2009-09-04 Thread jollyjack

To Readers of the Marxism List,
Several years ago I sent a notice to the list announcing the opening of our web 
store promoting T-Shirts with Marxist themes. Since that time we have expanded 
our selection greatly to include buttons and hats and have added many new 
designs.
 
Most of our shirts are designed by Michael Martinez, a leader of Miami's 
Bolivarian Youth organization. We have just introduced a new line of shirts 
commemorating Native American leaders, We also have shirts with poster art from 
the May 1968 revolt in France along with shirts honoring Gramsci, Trotsky and 
other revolutionary leaders.
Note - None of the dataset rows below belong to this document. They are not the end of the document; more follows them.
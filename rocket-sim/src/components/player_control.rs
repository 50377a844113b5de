// Copyright 2025 John Brosnihan
//
// Licensed under the Apache License, Version 2.0 (the "License");
// you may not use this file except in compliance with the License.
// You may obtain a copy of the License at
//
//     http://www.apache.org/licenses/LICENSE-2.0
//
// Unless required by applicable law or agreed to in writing, software
// distributed under the License is distributed on an "AS IS" BASIS,
// WITHOUT WARRANTIES OR CONDITIONS OF ANY KIND, either express or implied.
// See the License for the specific language governing permissions and
// limitations under the License.
//! Player control for the box game

use crate::ecs::Component;
use crate::physics::{ApplyMode, BodyHandle, PhysicsBackend};
use glam::DVec3;

/// Upward kick given by a jump
pub const DEFAULT_JUMP_IMPULSE: DVec3 = DVec3::new(0.0, 5.0, 0.0);

/// Marks an entity as player-controllable and holds its jump impulse
#[derive(Debug, Clone, Copy, PartialEq)]
pub struct PlayerControlComponent {
    impulse: DVec3,
}

impl PlayerControlComponent {
    /// Control with a custom jump impulse
    pub fn new(impulse: DVec3) -> Self {
        PlayerControlComponent { impulse }
    }

    /// Impulse applied by a jump
    pub fn impulse(&self) -> DVec3 {
        self.impulse
    }

    /// Kick the body upwards with an instantaneous impulse
    pub fn jump(&self, body: BodyHandle, physics: &mut dyn PhysicsBackend) {
        log::debug!("{} jumps with impulse {}", body, self.impulse);
        physics.apply_force(body, self.impulse, ApplyMode::Impulse);
    }
}

impl Default for PlayerControlComponent {
    fn default() -> Self {
        PlayerControlComponent::new(DEFAULT_JUMP_IMPULSE)
    }
}

impl Component for PlayerControlComponent {}
// Copyright 2025 John Brosnihan
//
// Licensed under the Apache License, Version 2.0 (the "License");
// you may not use this file except in compliance with the License.
// You may obtain a copy of the License at
//
//     http://www.apache.org/licenses/LICENSE-2.0
//
// Unless required by applicable law or agreed to in writing, software
// distributed under the License is distributed on an "AS IS" BASIS,
// WITHOUT WARRANTIES OR CONDITIONS OF ANY KIND, either express or implied.
// See the License for the specific language governing permissions and
// limitations under the License.
//! Error types
//!
//! Assembly mistakes (a second component of the same kind, a stale handle)
//! are typed errors returned at construction time. Nothing in the per-frame
//! update path can fail: absent components are skipped and out-of-range
//! scalars are clamped.

use crate::ecs::{ComponentKind, Entity};
use thiserror::Error;

/// Errors raised while assembling or editing entities
#[derive(Debug, Clone, PartialEq, Eq, Error)]
pub enum EcsError {
    /// The entity already carries a component of this kind
    #[error("{entity} already has a {kind} component")]
    DuplicateComponentType {
        /// Entity the component was being added to
        entity: Entity,
        /// Kind that is already present
        kind: ComponentKind,
    },

    /// The handle does not refer to a live entity
    #[error("{0} is not alive")]
    EntityNotFound(Entity),

    /// The entity is alive but is not a part of this aggregate
    #[error("{0} is not a part of this rocket")]
    NotAPart(Entity),
}

/// Errors raised while loading a configuration file
#[derive(Debug, Error)]
pub enum ConfigError {
    /// Reading the file failed
    #[error("IO error: {0}")]
    Io(#[from] std::io::Error),

    /// The TOML could not be parsed into a configuration
    #[error("parse error: {0}")]
    Parse(#[from] toml::de::Error),

    /// The configuration could not be written out as TOML
    #[error("serialization error: {0}")]
    Serialize(#[from] toml::ser::Error),

    /// The `version` field is not a semantic version
    #[error("invalid config version '{version}': {source}")]
    InvalidVersion {
        /// Version string found in the file
        version: String,
        /// Parser error
        source: semver::Error,
    },

    /// The file was written for an incompatible format version
    #[error("config version {found} is incompatible with supported version {supported}")]
    IncompatibleVersion {
        /// Version found in the file
        found: String,
        /// Version this crate reads
        supported: String,
    },

    /// A physical constant is out of range
    #[error("invalid value for {field}: {reason}")]
    InvalidValue {
        /// Dotted path of the offending field
        field: String,
        /// What is wrong with it
        reason: String,
    },
}

/// Any error the crate can return
#[derive(Debug, Error)]
pub enum SimError {
    /// Entity assembly error
    #[error(transparent)]
    Ecs(#[from] EcsError),

    /// Configuration error
    #[error(transparent)]
    Config(#[from] ConfigError),
}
Of course we have a large number of shirts focused 
on our current struggles including health care.
   
  Most of the shirts were designed by Michael and we produce them ourselves 
right here in Miami. They are all top quality and send a  progressive message.  
We

I would like to invite you to please visit our site and let us know what you 
think 
about it!  We can also design and produce T-Shirts for organizations, a 
mobilization or  businesses and have them union made if you wish. Please  call 
me at 305-582-4846 if you are interested any special orders or requests. 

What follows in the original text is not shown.